Measure provides safety, protects rights of citizens
Heading into 2013, Illinois remained the last state in America that prevented its citizens from exercising their right to a concealed firearm.
I have been pushing this issue for years, but everything was finally brought to the forefront when the 7th U.S. Circuit Court of Appeals ruled all citizens have the Constitutional right to bear arms outside the home, and that Illinois’ ban on concealed carry was unconstitutional.
The judicial panel assigned responsibility to the General Assembly to create legislation allowing Illinoisans the right to carry.
At the start of last year’s legislative session, my colleagues and I in the General Assembly immediately began drafting legislation instituting concealed carry.
We knew there would be many challenges to face and that we could spare no time in creating a comprehensive bill addressing all aspects of legalization.
The first issue to address was the creation of a basic set of requirements to ensure those with concealed-carry permits would be responsible, law-abiding citizens.
These requirements include submitting to a criminal history and mental health background check, and attending 16 hours of training.
If the applicant is an active military member, law enforcement officer, or corrections officer, then he or she is not required to take additional training, while retired law enforcement and corrections officers are only required to take eight hours of training.
Other requirements include the applicant being at least 21 years old, possessing a valid Firearms Owner’s Identification (FOID) Card, and having no outstanding warrants or criminal record.
With these requirements in mind, we also wanted to make sure that any requirement did not infringe on the rights of gun owners.
Therefore, we passed the “safe vehicle” provision, which allows a person to leave a concealed firearm in their vehicle, provided it is within a locked car and out of plain sight, even in a prohibited parking area.
For example, a local gas station may choose to ban concealed firearms on their private property. A gun owner may stop by the gas station on his or her way to another location and have their firearm safely stored in their vehicle.
This provision prevents the person from being charged with having a firearm in a prohibited zone.
After years of debate, the landmark bill passed both chambers of the General Assembly by wide, bipartisan majorities at the end of the session in May 2013.
The implementation of the law is now in full swing as the Illinois State Police is accepting online applications and will begin accepting paper applications in July.
On the first day that online applications were available, more than 4,000 people applied.
To satisfy the training requirement, the Illinois State Police reports that there are approximately 1,900 certified concealed-carry instructors in the state.
The State Police maintains an online database for residents to find an instructor in their area. Courses include the NRA Personal Protection, NRA Basic Pistol and the Illinois Hunter Safety Course, among others.
The law allows business owners to prohibit concealed firearms on their premises by posting an Illinois State Police approved sign at the entrance of their building, premises or property. The sign is available for download on the Illinois State Police’s website.
One unique challenge for the Metro East community is our proximity to Missouri. Many Missourians come over to this side of the river for work and recreation.

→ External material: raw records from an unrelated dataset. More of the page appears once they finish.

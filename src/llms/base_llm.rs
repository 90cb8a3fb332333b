//! Base completion client trait.
//!
//! Provides the trait every completion provider implements, together with
//! the role-tagged message type that both the rewriter and the chat
//! orchestrator send through it.

use std::fmt;
use std::sync::atomic::{AtomicUsize, Ordering};

use async_trait::async_trait;
use serde::{Deserialize, Serialize};
use uuid::Uuid;

use crate::types::usage_metrics::UsageMetrics;
use crate::utilities::errors::LlmError;

// ---------------------------------------------------------------------------
// Constants
// ---------------------------------------------------------------------------

/// Sampling temperature used for every call the service makes.
pub const DEFAULT_TEMPERATURE: f64 = 0.7;

// ---------------------------------------------------------------------------
// Messages
// ---------------------------------------------------------------------------

/// Speaker of a chat message.
#[derive(Debug, Clone, Copy, PartialEq, Eq, Serialize, Deserialize)]
#[serde(rename_all = "lowercase")]
pub enum Role {
    System,
    User,
    Assistant,
}

/// A single role-tagged message in a completion conversation.
#[derive(Debug, Clone, PartialEq, Eq, Serialize, Deserialize)]
pub struct ChatMessage {
    pub role: Role,
    pub content: String,
}

impl ChatMessage {
    pub fn system(content: impl Into<String>) -> Self {
        Self {
            role: Role::System,
            content: content.into(),
        }
    }

    pub fn user(content: impl Into<String>) -> Self {
        Self {
            role: Role::User,
            content: content.into(),
        }
    }

    pub fn assistant(content: impl Into<String>) -> Self {
        Self {
            role: Role::Assistant,
            content: content.into(),
        }
    }
}

/// One request to the completion service.
#[derive(Debug, Clone, PartialEq, Serialize)]
pub struct CompletionRequest {
    /// Model identifier, passed through to the service unchanged.
    pub model: String,
    /// Ordered conversation, system message first.
    pub messages: Vec<ChatMessage>,
    pub temperature: f64,
    pub max_tokens: u32,
}

impl CompletionRequest {
    pub fn new(model: impl Into<String>, messages: Vec<ChatMessage>, max_tokens: u32) -> Self {
        Self {
            model: model.into(),
            messages,
            temperature: DEFAULT_TEMPERATURE,
            max_tokens,
        }
    }
}

// ---------------------------------------------------------------------------
// Call context
// ---------------------------------------------------------------------------

/// Generate a unique id used to correlate log lines for one call or request.
pub fn generate_call_id() -> String {
    Uuid::new_v4().to_string()
}

/// Monotonically increasing call counter for debugging.
static CALL_COUNTER: AtomicUsize = AtomicUsize::new(0);

/// Get the next call sequence number.
pub fn next_call_sequence() -> usize {
    CALL_COUNTER.fetch_add(1, Ordering::Relaxed)
}

// ---------------------------------------------------------------------------
// CompletionClient trait
// ---------------------------------------------------------------------------

/// A text-completion service.
///
/// Implementations take a model id, an ordered list of role-tagged messages,
/// a temperature and a max-token bound, and return the text of the first
/// completion choice. They own their own retry policy; callers layer the
/// overall deadline on top.
#[async_trait]
pub trait CompletionClient: Send + Sync + fmt::Debug {
    /// Provider name used in logs.
    fn provider(&self) -> &str;

    /// Run one completion and return its text.
    ///
    /// An empty completion is a successful result.
    async fn complete(&self, request: CompletionRequest) -> Result<String, LlmError>;

    /// Cumulative token usage since this client was created.
    fn usage(&self) -> UsageMetrics {
        UsageMetrics::default()
    }
}

#[cfg(test)]
mod tests {
    use super::*;

    #[test]
    fn test_message_serializes_lowercase_role() {
        let msg = ChatMessage::system("be helpful");
        let json = serde_json::to_value(&msg).unwrap();
        assert_eq!(json, serde_json::json!({"role": "system", "content": "be helpful"}));

        let back: ChatMessage =
            serde_json::from_value(serde_json::json!({"role": "assistant", "content": "hi"}))
                .unwrap();
        assert_eq!(back, ChatMessage::assistant("hi"));
    }

    #[test]
    fn test_request_defaults_temperature() {
        let req = CompletionRequest::new("m", vec![ChatMessage::user("x")], 2000);
        assert_eq!(req.temperature, DEFAULT_TEMPERATURE);
        assert_eq!(req.max_tokens, 2000);
    }

    #[test]
    fn test_call_ids_are_unique() {
        assert_ne!(generate_call_id(), generate_call_id());
        let a = next_call_sequence();
        let b = next_call_sequence();
        assert!(b > a);
    }
}
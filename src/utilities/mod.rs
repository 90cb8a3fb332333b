//! Utility modules shared across the service.

pub mod errors;
pub mod string_utils;
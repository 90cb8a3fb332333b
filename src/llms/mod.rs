//! Completion service client layer.
//!
//! - [`base_llm`] - The [`CompletionClient`] trait and the message types sent through it
//! - [`providers`] - Concrete providers (Groq's OpenAI-compatible API)

pub mod base_llm;
pub mod providers;

#[cfg(test)]
pub(crate) mod testing;

// Re-exports for convenience
pub use base_llm::{generate_call_id, ChatMessage, CompletionClient, CompletionRequest, Role};
pub use providers::groq::GroqCompletion;
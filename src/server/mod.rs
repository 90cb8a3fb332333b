//! HTTP server for the humanizer.
//!
//! # Endpoints
//!
//! - `GET  /`           — Landing page
//! - `GET  /health`     — Liveness probe
//! - `POST /humanize`   — Humanize text through the prompt ladder
//! - `POST /chat`       — One chat turn in a session
//! - `POST /clear-chat` — Reset a chat session

pub mod routes;

pub use routes::{app_router, ApiResponse, AppState};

It’s important to note that concealed-carry permits from Missouri are not valid in Illinois. However, in the spirit of protecting the rights of gun owners, the law does contain a provision allowing licensed gun owners from other states to travel through Illinois without obtaining an Illinois permit.
While the fact that Illinois was the last state to adopt this law may be discouraging, residents should be satisfied knowing that Illinois is now in line with the rest of the nation on this issue.
I believe everyone has the right to live in a state with gun laws that defend the Second Amendment while also providing reasonable protections for public safety, and I am excited for the continued implementation of this law.
Dan Beiser, is state representative of the 111th Legislative District in Illinois. He is a Democrat from Alton.